* [ASSIGNMENT] Filter this data down to the lines that hold "declared", and copy them.

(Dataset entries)
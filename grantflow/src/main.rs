//! grantflow: negotiate capabilities against a simulated host from the terminal

mod host;
mod tracing_support;

use anyhow::{Context, Result};
use clap::{Args, Parser, Subcommand};
use grantflow_api::{Capability, CapabilitySet, DialogConfig, GrantStatus};
use grantflow_host::{
    app_config_dir, FileAuditSink, FileHistoryStore, HeadlessInterstitial, HistoryStore, Interstitial,
    NegotiationOutcome, NegotiationRequest, Negotiator, NegotiatorConfigBuilder, OutcomeReporter,
    TerminalInterstitial,
};
use serde::Serialize;
use std::path::PathBuf;
use std::process::ExitCode;
use std::sync::Arc;

use host::{SimulatedHost, SimulatedInterstitial};
use tracing_support::{init_subscriber_with_config, TracingConfig, TracingFormat};

#[derive(Debug, Parser)]
#[command(name = "grantflow", version, about = "Negotiate runtime capabilities with a host")]
struct Cli {
    /// Application name, used for default config paths
    #[arg(long, global = true, env = "GRANTFLOW_APP", default_value = "grantflow")]
    app: String,

    /// Host state file (defaults to <config dir>/<app>/host_state.json)
    #[arg(long, global = true, env = "GRANTFLOW_STATE")]
    state: Option<PathBuf>,

    /// Log output format
    #[arg(long, global = true, value_enum, default_value = "compact")]
    log_format: TracingFormat,

    /// Log level (overrides RUST_LOG)
    #[arg(long, global = true)]
    log_level: Option<tracing::Level>,

    #[command(subcommand)]
    command: Command,
}

#[derive(Debug, Subcommand)]
enum Command {
    /// Negotiate capabilities (every declared one if none are given)
    Negotiate(NegotiateArgs),
    /// Resume a negotiation interrupted while in settings
    Resume(SessionArgs),
    /// Show the grant status of capabilities
    Status {
        /// Capabilities to inspect (every declared one if none are given)
        capabilities: Vec<String>,
    },
    /// List capabilities that were prompted for before
    History,
}

#[derive(Debug, Args)]
struct SessionArgs {
    /// Never show dialogs; anything needing the user fails
    #[arg(long)]
    headless: bool,

    /// Don't list the capabilities under each dialog
    #[arg(long)]
    brief: bool,
}

#[derive(Debug, Args)]
struct NegotiateArgs {
    /// Capabilities to request
    capabilities: Vec<String>,

    #[command(flatten)]
    session: SessionArgs,

    /// Prompt for this capability without a rationale dialog (repeatable)
    #[arg(long = "skip-rationale", value_name = "CAPABILITY")]
    skip_rationale: Vec<String>,

    /// Rationale dialog message
    #[arg(long)]
    rationale_message: Option<String>,

    /// Settings dialog message
    #[arg(long)]
    settings_message: Option<String>,
}

impl NegotiateArgs {
    fn dialog(&self) -> DialogConfig {
        let mut dialog = DialogConfig::new();
        if let Some(message) = &self.rationale_message {
            dialog = dialog.with_rationale_message(message);
        }
        if let Some(message) = &self.settings_message {
            dialog = dialog.with_settings(message, "", "");
        }
        self.skip_rationale
            .iter()
            .fold(dialog, |dialog, capability| {
                dialog.skip_rationale_for(capability.as_str())
            })
    }
}

#[tokio::main]
async fn main() -> ExitCode {
    let cli = Cli::parse();

    init_subscriber_with_config(TracingConfig {
        level: cli.log_level,
        format: cli.log_format,
        ..Default::default()
    });

    match run(cli).await {
        Ok(code) => code,
        Err(e) => {
            eprintln!("error: {:#}", e);
            ExitCode::from(2)
        }
    }
}

async fn run(cli: Cli) -> Result<ExitCode> {
    let state_path = cli
        .state
        .clone()
        .unwrap_or_else(|| SimulatedHost::default_path(&cli.app));
    let host = Arc::new(SimulatedHost::open(&state_path)?);
    tracing::debug!(state = %host.path().display(), "Loaded host state");

    match cli.command {
        Command::Negotiate(args) => {
            let negotiator = build_negotiator(&cli.app, host, &args.session)?;
            let (reporter, rx) = OutcomeReporter::channel();

            if args.capabilities.is_empty() {
                negotiator.negotiate_manifest(args.dialog(), reporter).await;
            } else {
                let capabilities: CapabilitySet =
                    args.capabilities.iter().map(String::as_str).collect();
                let request = NegotiationRequest::new(capabilities).with_dialog(args.dialog());
                negotiator.negotiate(request, reporter).await;
            }

            let outcome = rx.await.context("negotiation ended without an outcome")?;
            print_outcome(&outcome)
        }
        Command::Resume(args) => {
            let negotiator = build_negotiator(&cli.app, host, &args)?;
            let (reporter, rx) = OutcomeReporter::channel();

            if !negotiator.resume(reporter).await {
                println!("No interrupted negotiation to resume");
                return Ok(ExitCode::SUCCESS);
            }
            let outcome = rx.await.context("resumed negotiation ended without an outcome")?;
            print_outcome(&outcome)
        }
        Command::Status { capabilities } => {
            let negotiator = build_negotiator(&cli.app, host, &SessionArgs {
                    headless: true,
                    brief: false,
                })?;
            let registry = negotiator.registry();

            let capabilities: CapabilitySet = if capabilities.is_empty() {
                registry.manifest_capabilities()?
            } else {
                capabilities.iter().map(String::as_str).collect()
            };

            let report: Vec<StatusLine> = capabilities
                .iter()
                .map(|capability| StatusLine {
                    capability: capability.clone(),
                    status: registry.grant_status(capability),
                })
                .collect();
            println!("{}", serde_json::to_string_pretty(&report)?);
            Ok(ExitCode::SUCCESS)
        }
        Command::History => {
            let history = FileHistoryStore::default_for_app(&cli.app)?;
            let requested = history.list()?;
            println!("{}", serde_json::to_string_pretty(&requested)?);
            Ok(ExitCode::SUCCESS)
        }
    }
}

#[derive(Debug, Serialize)]
struct StatusLine {
    capability: Capability,
    status: GrantStatus,
}

fn build_negotiator(app: &str, host: Arc<SimulatedHost>, args: &SessionArgs) -> Result<Negotiator> {
    let inner: Arc<dyn Interstitial> = if args.headless {
        Arc::new(HeadlessInterstitial)
    } else if args.brief {
        Arc::new(TerminalInterstitial::minimal())
    } else {
        Arc::new(TerminalInterstitial::new())
    };
    let interstitial = SimulatedInterstitial::new(inner, host.clone());

    let audit_path = app_config_dir(app).join("audit.jsonl");
    let audit = FileAuditSink::new(&audit_path)
        .with_context(|| format!("failed to open audit log {}", audit_path.display()))?;

    let config = NegotiatorConfigBuilder::new()
        .app_name(app)
        .interstitial(interstitial)
        .audit(audit)
        .build()?;

    Ok(Negotiator::new(host, config))
}

fn print_outcome(outcome: &NegotiationOutcome) -> Result<ExitCode> {
    println!("{}", serde_json::to_string_pretty(outcome)?);
    Ok(if outcome.all_granted {
        ExitCode::SUCCESS
    } else {
        ExitCode::FAILURE
    })
}

#[cfg(test)]
mod tests {
    use super::*;

    #[test]
    fn test_parse_negotiate() {
        let cli = Cli::try_parse_from([
            "grantflow",
            "--log-format",
            "json",
            "negotiate",
            "camera",
            "location",
            "--skip-rationale",
            "location",
            "--headless",
        ])
        .unwrap();

        assert_eq!(cli.log_format, TracingFormat::Json);
        match cli.command {
            Command::Negotiate(args) => {
                assert_eq!(args.capabilities, vec!["camera", "location"]);
                assert!(args.session.headless);
                assert!(args
                    .dialog()
                    .skip_rationale
                    .contains(&Capability::new("location")));
            }
            other => panic!("unexpected command: {:?}", other),
        }
    }

    #[test]
    fn test_empty_dialog_flags_keep_defaults() {
        let cli = Cli::try_parse_from(["grantflow", "negotiate", "--rationale-message", ""]).unwrap();
        let Command::Negotiate(args) = cli.command else {
            panic!("expected negotiate");
        };
        assert_eq!(args.dialog(), DialogConfig::default());
    }

    #[test]
    fn test_parse_resume_brief() {
        let cli = Cli::try_parse_from(["grantflow", "resume", "--brief"]).unwrap();
        let Command::Resume(args) = cli.command else {
            panic!("expected resume");
        };
        assert!(args.brief);
        assert!(!args.headless);
    }

    #[test]
    fn test_parse_status_without_capabilities() {
        let cli = Cli::try_parse_from(["grantflow", "status"]).unwrap();
        assert!(matches!(cli.command, Command::Status { capabilities } if capabilities.is_empty()));
    }
}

* [WRITTEN REPLY]
    /// Negotiate capabilities (every declared one if none are given)
        /// Capabilities to inspect (every declared one if none are given)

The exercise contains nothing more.